Растрепанная Виола в единственном, очень миниатюрном предмете туалета стояла у настенного зеркала и критически разглядывала свои прелести. Помахала ему рукой, не оборачиваясь.
– Приветствую тебя, о, отражение гениального сыщика… Знаешь, лет полтораста назад дамы, собираясь выйти в свет, очень интересовались вопросом, под какое декольте мыть шею?
– Не надо ее мыть, – пробормотал Максимов. – Ты и с грязной шеей хороша.

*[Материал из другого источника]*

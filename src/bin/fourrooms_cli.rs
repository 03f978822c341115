//! Random-policy driver for the four-rooms environment.
//!
//! Examples:
//!   fourrooms-cli
//!   fourrooms-cli --envs 8 --steps 100000 --json
//!   fourrooms-cli --size 11 --render --steps 200
//!   fourrooms-cli --config fourrooms.json
//!
//! Logging honours `RUST_LOG` (e.g. `RUST_LOG=fourrooms=debug`).

use fourrooms::prelude::*;
use std::process;
use tracing::{error, info};

#[derive(Debug, Clone)]
struct Args {
    config: VecEnvConfig,
    steps: u64,
    render: bool,
    json: bool,
}

fn usage() -> ! {
    eprintln!("fourrooms-cli: run a random policy in the four-rooms grid world\n");
    eprintln!("Usage: fourrooms-cli [options]\n");
    eprintln!("Options:");
    eprintln!("  --size <N>              Map side length (>= 6, default 19)");
    eprintln!("  --seed <S>              Base seed (default 0)");
    eprintln!("  --envs <N>              Number of independent instances (default 1)");
    eprintln!("  --steps <N>             Host steps to run (default 10000)");
    eprintln!("  --log-interval <N>      Steps between log reports (default 128)");
    eprintln!("  --see-through-walls     Disable line-of-sight occlusion");
    eprintln!("  --config <file.json>    Load a VecEnvConfig; later flags override it");
    eprintln!("  --render                Print instance 0 as text after every step");
    eprintln!("  --json                  Print log summaries as JSON lines");
    process::exit(1);
}

fn fail(msg: &str) -> ! {
    eprintln!("{msg}");
    process::exit(2);
}

fn parse_num<T: std::str::FromStr>(flag: &str, value: Option<String>) -> T {
    let Some(value) = value else {
        fail(&format!("{flag} needs a value"));
    };
    value
        .parse()
        .unwrap_or_else(|_| fail(&format!("{flag} must be a number, got '{value}'")))
}

fn parse_args() -> Args {
    let mut args = Args {
        config: VecEnvConfig::default(),
        steps: 10_000,
        render: false,
        json: false,
    };

    let mut it = std::env::args().skip(1);
    while let Some(arg) = it.next() {
        match arg.as_str() {
            "--help" | "-h" | "help" => usage(),
            "--config" => {
                let Some(path) = it.next() else {
                    fail("--config needs a path");
                };
                let text = std::fs::read_to_string(&path)
                    .unwrap_or_else(|e| fail(&format!("read {path}: {e}")));
                args.config = VecEnvConfig::from_json(&text)
                    .unwrap_or_else(|e| fail(&format!("{path}: {e}")));
            }
            "--size" => args.config.env.size = parse_num("--size", it.next()),
            "--seed" => args.config.seed = parse_num("--seed", it.next()),
            "--envs" => args.config.num_envs = parse_num("--envs", it.next()),
            "--steps" => args.steps = parse_num("--steps", it.next()),
            "--log-interval" => args.config.log_interval = parse_num("--log-interval", it.next()),
            "--see-through-walls" => args.config.env.see_through_walls = true,
            "--render" => args.render = true,
            "--json" => args.json = true,
            other => {
                eprintln!("Unknown option: {other}");
                usage();
            }
        }
    }
    args
}

fn print_summary(tick: u64, s: &LogSummary, json: bool) {
    if json {
        match serde_json::to_string(s) {
            Ok(line) => println!("{line}"),
            Err(e) => error!("serialize log: {e}"),
        }
    } else {
        println!(
            "step={:<8} episodes={:<6} perf={:.3} score={:.3} return={:.3} length={:.1}",
            tick, s.episodes, s.perf, s.score, s.episode_return, s.episode_length,
        );
    }
}

fn main() {
    tracing_subscriber::fmt::init();

    let args = parse_args();
    let mut envs = match VecEnv::new(args.config.clone()) {
        Ok(v) => v,
        Err(e) => {
            error!("{e}");
            process::exit(1);
        }
    };
    info!(steps = args.steps, "starting random rollout");

    // The driver's own randomness stays separate from the environments'.
    let mut policy = Prng::new(args.config.seed ^ 0x504F_4C49_4359);
    let mut actions = vec![0i32; envs.num_envs()];

    for tick in 1..=args.steps {
        for a in actions.iter_mut() {
            // Only left, right and forward do anything.
            *a = policy.below(3) as i32;
        }
        if let Err(e) = envs.step(&actions) {
            error!("{e}");
            process::exit(1);
        }

        if args.render {
            if let Some(env) = envs.env(0) {
                let snap = EnvAdapter::new(env).snapshot();
                println!("tick {} reward {:.1}\n{}", snap.tick, envs.rewards()[0], snap.to_ascii());
            }
        }

        if envs.should_log(tick) {
            if let Some(summary) = envs.log() {
                print_summary(tick, &summary, args.json);
            }
        }
    }

    if let Some(summary) = envs.log() {
        print_summary(args.steps, &summary, args.json);
    }
    envs.close();
    info!("done");
}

– Правда? – обрадовалась Виола. – Очень хорошо, оставим это удовольствие потомкам. Вставай, мой милый, пойдем завтракать. Я слышала, по утрам в этой богадельне поедают морских тварей.
– Тварей? – удивился Максимов. – В наших палестинах имеется соленое море?
– Наивный чукотский мальчик, – вздохнула Виола. – В наших палестинах, если хорошо заплатить, подадут даже уши от копченого слона. Кстати, – с чарующей улыбкой Виола повернулась передом к кровати, – у тебя пистолет под одеялом или ты просто рад меня видеть?
– Очень рад, – расплылся Максимов. – Подойди-ка на минутку, дитя мое…
К дверям столовой они подошли одновременно (но с разных сторон) со стариком Ровелем. Старик сегодня неплохо выглядел и даже соизволил улыбнуться. Смотрелось это, впрочем, страшновато.
– Доброе утро, молодые люди. А вы, я погляжу, уже наладили взаимовыгодный контакт? Эх, молодежь… Не отворачивайтесь, девушка, не надо. Старик девчонку не обидит. Замечательный здесь воздух, Константин Андреевич, не находите? Дышу и не могу надышаться. Сплю, как младенец. Едва коснусь подушки, махом засыпаю… Вы не пойдете после завтрака кататься на лыжах?
«Только в разных географических полушариях», – подумал Максимов, переглядываясь с телохранителем. Шевченко стоически поборол зевоту. У него смышленое интеллигентное лицо. Но профессия заставляет маячить истуканом. На каждого, кто проходит мимо старика, он взирает с недоверием.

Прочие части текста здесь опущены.